On that day the root of Jesse shall stand as a signal to the peoples. Isaiah 11:10
Signals, signs play an important role in history. We remember story of Paul Revere and the light in the church steeple. Our own National Anthem was inspired by a flag (a sign) still flying after a night of battle. In the Christmas story, the star of Bethlehem guided the wise men.
We live in a world that by its very nature has always needed some sign, some signal, something to show us that we are not alone, abandoned or forsaken by God. Despite the momentary glimpses which we might see in nature, despite occasional deeds of love and kindness, the overwhelming conclusion drawn from the world itself is not hopeful.
This is a world of brokenness, heartache, pain, hatred. This brokenness is not confined to starving millions in India or Africa or other remote places. Neither is it just to those war-torn areas of our world like Iraq or Afghanistan or to lands wrecked by earthquakes, typhoons or other kinds of natural disasters. It is not only those who are poor and outcast of the earth. It very well may include the person that sat next to you in the pew on Sunday; surely some in that room. These people too, know brokenness, heartache, pain. There are those next door or just down the street. Often they cover up and few know. Maybe it’s you. For sooner or later almost all of us join these ranks. Even in the best of lives there are times when life is very difficult. The world’s signal or sign is a world out of control, headed for its own destruction.
Bob Dylan in his Song to Woody (1962) described our world this way: “Sick…hungry…tired…torn/It looks like it’s a-dyin ‘an’ it’s hardly been born.”
It was one of the darkest days in the history of Israel that the prophet Isaiah brings this little used Old Testament word (8 times, 6 in Isaiah) as a message from God. This is a banner, signal, sign that can bring a thrill of joy and hope to all. “I will send you a signal so that you will know I am still at work.” The signal is a person, the Messiah, Jesus.

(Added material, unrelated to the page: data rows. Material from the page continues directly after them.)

//! tokenrelay CLI
//!
//! Sends authenticated requests to a configured API, renewing the access
//! token transparently when it has expired.
//!
//! # Usage
//!
//! ```bash
//! # Store tokens issued by a sign-in elsewhere
//! tokenrelay import --access eyJ... --refresh 3f1c... --user 42
//!
//! # Call the API
//! tokenrelay request GET /api/v1/courses
//! tokenrelay request POST /api/v1/avatars --file avatar=me.png
//!
//! # Inspect or end the session
//! tokenrelay status
//! tokenrelay logout
//! ```

use std::path::PathBuf;
use std::process::ExitCode;

use anyhow::Result;
use clap::{Parser, Subcommand};
use tokenrelay_cli::{App, CliConfig, RequestSpec, build_request, load_config, parse_key_value};
use tracing::debug;
use tracing_subscriber::{EnvFilter, fmt};

#[derive(Parser)]
#[command(name = "tokenrelay")]
#[command(about = "Authenticated API requests with transparent token renewal")]
#[command(version)]
struct Cli {
    /// Enable verbose output
    #[arg(short, long, global = true)]
    verbose: bool,

    /// Configuration file (defaults to the platform config directory)
    #[arg(short, long, global = true)]
    config: Option<PathBuf>,

    #[command(subcommand)]
    command: Commands,
}

#[derive(Subcommand)]
enum Commands {
    /// Store an externally issued token pair as the current session
    Import {
        /// Access token
        #[arg(long)]
        access: String,

        /// Refresh token
        #[arg(long)]
        refresh: String,

        /// Identifier of the signed-in user
        #[arg(long)]
        user: String,
    },

    /// Send a request to the configured API
    Request {
        /// HTTP method (GET, POST, PUT, PATCH, DELETE)
        method: String,

        /// Path relative to the base URL, e.g. /api/v1/courses
        path: String,

        /// JSON request body
        #[arg(long)]
        json: Option<String>,

        /// Query parameter (key=value, repeatable)
        #[arg(short, long = "query", value_parser = parse_pair)]
        query: Vec<(String, String)>,

        /// Multipart text field (key=value, repeatable)
        #[arg(long = "form", value_parser = parse_pair)]
        form: Vec<(String, String)>,

        /// Multipart file field (key=path, repeatable)
        #[arg(long = "file", value_parser = parse_pair)]
        file: Vec<(String, String)>,
    },

    /// Show the stored session
    Status {
        /// Output format (text, json)
        #[arg(short, long, default_value = "text")]
        format: String,
    },

    /// Clear stored credentials
    Logout,
}

fn parse_pair(s: &str) -> std::result::Result<(String, String), String> {
    parse_key_value(s).map_err(|e| e.to_string())
}

#[tokio::main]
async fn main() -> Result<ExitCode> {
    let cli = Cli::parse();
    let config = load_config(cli.config.as_deref())?;
    init_logging(&config, cli.verbose);
    debug!("Loaded configuration from {:?}", config.config_path);

    let app = App::open(&config).await?;

    match cli.command {
        Commands::Import {
            access,
            refresh,
            user,
        } => {
            app.import(&access, &refresh, &user).await?;
            println!("Session stored for user {}", user);
            Ok(ExitCode::SUCCESS)
        }
        Commands::Request {
            method,
            path,
            json,
            query,
            form,
            file,
        } => {
            let spec = RequestSpec {
                method,
                path,
                json,
                query,
                form,
                files: file,
            };
            send_request(&app, &config, &spec).await
        }
        Commands::Status { format } => {
            show_status(&app, &format).await?;
            Ok(ExitCode::SUCCESS)
        }
        Commands::Logout => {
            app.logout().await?;
            println!("Logged out");
            Ok(ExitCode::SUCCESS)
        }
    }
}

fn init_logging(config: &CliConfig, verbose: bool) {
    let filter = if verbose {
        EnvFilter::new("debug")
    } else {
        EnvFilter::try_from_default_env().unwrap_or_else(|_| EnvFilter::new(&config.log_level))
    };

    fmt()
        .with_env_filter(filter)
        .with_target(false)
        .with_writer(std::io::stderr)
        .init();
}

async fn send_request(app: &App, config: &CliConfig, spec: &RequestSpec) -> Result<ExitCode> {
    let request = build_request(spec)?;

    let result = match app.client.refresh_if_expiring(chrono::Duration::seconds(30)).await {
        Ok(_) => app.client.send(request).await,
        Err(e) => Err(e),
    };

    match result {
        Ok(response) => {
            debug!("{} {}", response.status, spec.path);
            match response.json::<serde_json::Value>() {
                Ok(value) => println!("{}", serde_json::to_string_pretty(&value)?),
                Err(_) => println!("{}", response.text()),
            }
            Ok(ExitCode::SUCCESS)
        }
        Err(e) if e.is_session_ended() => {
            app.forget_session().await?;
            eprintln!("Session expired: {}", e);
            eprintln!(
                "Sign in again and run `tokenrelay import` (config: {:?})",
                config.config_path
            );
            Ok(ExitCode::from(2))
        }
        Err(e) => {
            if let Some(body) = e.http().and_then(|h| h.body.as_deref()).filter(|b| !b.is_empty()) {
                eprintln!("{}", body);
            }
            eprintln!("Request failed: {}", e);
            Ok(ExitCode::FAILURE)
        }
    }
}

async fn show_status(app: &App, format: &str) -> Result<()> {
    let report = app.status().await?;

    match format {
        "json" => println!("{}", serde_json::to_string_pretty(&report)?),
        _ => {
            if report.signed_in {
                println!("Signed in");
            } else {
                println!("Not signed in");
            }
            println!("  User: {}", report.user_id.as_deref().unwrap_or("-"));
            println!("  Access token: {}", presence(report.has_access_token));
            println!("  Refresh token: {}", presence(report.has_refresh_token));
            if let Some(expires_at) = report.expires_at {
                println!(
                    "  Expires: {} ({})",
                    expires_at.to_rfc3339(),
                    report.expires_in.as_deref().unwrap_or("-")
                );
            }
        }
    }
    Ok(())
}

fn presence(present: bool) -> &'static str {
    if present { "stored" } else { "missing" }
}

We cannot over estimate the importance of such a sign, signal. To believe that God does not really care is to be overwhelmed by the “bad news.”
December 21, 1988, Pan Am Flight 103 from London to New York was destroyed by a bomb. Two hundred, seventy people, including 11 on the ground in Lockerbie, Scotland, were killed. I remember watching the news reports from that village. A woman in the midst of the wreckage looked up into the sky and said, “I won’t believe in God anymore.”
I would like to have said to her, “you’re looking at the wrong thing, the wrong signal, sign. God has given us a sign, raised his signal, flag, banner—Jesus Christ. His name is Emmanuel, God with us. There is hope. The world is not forsaken, God has not withdrawn, abandoned it, forgotten his promises. He does care.